After some digging, it appears that the public and private keys used to negotiate the shared secret which encrypt a TLS connection are actually ephemeral. The server certificate's private key is not actually used to encrypt the shared secret, but a CertificateVerify message which consists of padding, a context string, and a hash of the handshake messages (which contains both client and server-provided random data) is signed by the server certificate's private key. I interpret this as meaning that it should not be possible for a client to make the server sign (decrypt) arbitrary data. In fact, if the server only signs rather than encrypts both the TLS session's shared secret and signs certificates, then this attack should not be feasible (at least for TLS 1.3; I didn't research previous versions of TLS). Though my analysis may be off, I had enough confidence at this point that the aforementioned attack wasn't readily exploitable.
Nonetheless, given that other protocols may not make such clever use of keys, my (limited) understanding of cryptography has led me to be cautious about using the same keys for signing and encryption. According to Schneier, the aforementioned attack works when, “...the encrypting operation is the same as the signature-verifying operation and the decrypting operation is the same as the signature operation.”, and one of the methods to mitigate this potential attack is to use separate keys for signing and encryption. Thus I set out to design version v0.2.0 of the infrastructure with this in mind.
Having the infrastructure drawn out, the next thought on my mind was: how am I going to convince myself that the infrastructure is viable? The answer that I chose was to speculate various use cases that I would want to apply to the infrastructure. I could then write test cases for each of the various use cases in order to convince myself of the infrastructure's integrity. While I was brainstorming the use cases, it became clear to me that there was a useful distinction between the reason for a use case and the mechanism for fulfilling that use case; for example, the admin may wish to invite a friend (the reason), but this is accomplished by issuing a friend's client certificate (the mechanism). Hence I decided to name all of my use cases by their mechanism, knowing that each may have multiple reasons for being used.

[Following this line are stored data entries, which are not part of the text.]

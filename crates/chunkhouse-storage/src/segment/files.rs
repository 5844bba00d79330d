//! Sequence file bookkeeping for segment directories.
//!
//! Segment files are named by their sequence number as zero-padded
//! six-digit decimal, starting at `000001`. Anything in the directory
//! whose name does not parse as an unsigned decimal integer is ignored,
//! so tooling can leave lock files or temp files next to the segments.

use std::path::{Path, PathBuf};

use crate::error::{Error, Result};

/// Canonical file name for sequence number `seq`.
pub fn segment_file_name(seq: u64) -> String {
    format!("{:06}", seq)
}

/// All segment files in `dir`, in ascending numeric order.
pub fn sequence_files(dir: &Path) -> Result<Vec<PathBuf>> {
    let entries = std::fs::read_dir(dir).map_err(|e| Error::io("read dir", dir, e))?;

    let mut found: Vec<(u64, PathBuf)> = Vec::new();
    for entry in entries {
        let entry = entry.map_err(|e| Error::io("read dir", dir, e))?;
        if let Some(name) = entry.file_name().to_str() {
            if let Ok(seq) = name.parse::<u64>() {
                found.push((seq, entry.path()));
            }
        }
    }
    // Directory iteration order is filesystem-dependent; the numeric sort
    // is what defines segment indices.
    found.sort_by_key(|(seq, _)| *seq);

    Ok(found.into_iter().map(|(_, path)| path).collect())
}

/// Path and sequence number for the next segment file in `dir`: one past
/// the highest existing sequence number, or `000001` in an empty
/// directory.
pub fn next_sequence_file(dir: &Path) -> Result<(PathBuf, u64)> {
    let entries = std::fs::read_dir(dir).map_err(|e| Error::io("read dir", dir, e))?;

    let mut max = 0u64;
    for entry in entries {
        let entry = entry.map_err(|e| Error::io("read dir", dir, e))?;
        if let Some(name) = entry.file_name().to_str() {
            if let Ok(seq) = name.parse::<u64>() {
                max = max.max(seq);
            }
        }
    }

    let seq = max + 1;
    Ok((dir.join(segment_file_name(seq)), seq))
}
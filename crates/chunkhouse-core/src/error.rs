//! Error types for chunk encoding and decoding.

use thiserror::Error;

pub type Result<T> = std::result::Result<T, Error>;

#[derive(Debug, Error)]
pub enum Error {
    #[error("unknown chunk encoding {0:#04x}")]
    UnknownEncoding(u8),

    #[error("chunk data truncated reading {0}")]
    Truncated(&'static str),
}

The list was as follows:
The purpose of the “revoke-referred” test was to allow an admin to ban a referred user without having to wait for the referrer to issue a Certificate Revocation List (CRL) for the user. I had thought that I'd be able to use Indirect CRLs in order to easily implement this test, but I couldn't figure out how to actually do this, so I started searching and running into similar but irrelevant posts. For example, this issue seemed to me to be an issue with how CRLs were searched for, not how to issue indirect CRLs. This question was similar to my need, but did not explain how to generate an indirect CRL. This lone question appears to focus on verification, but, without generation, is not useful to me. Most hopeful was this old forum post which provided an example of an indirect CRL, but in this case the example appeared to to rely on the fact the indirect CRL issuer was only issuing CRLs for a particular CA and not multiple CAs (the latter being my requirement); nonetheless I tried to get example working but didn't meet with any success. While nothing solved my specific need, I did, however, learn from this post that the purpose of the serial number is to uniquely identify a certificate issued by a given CA. For the rest, I took some time to study the RFC and hypothesize a way forward.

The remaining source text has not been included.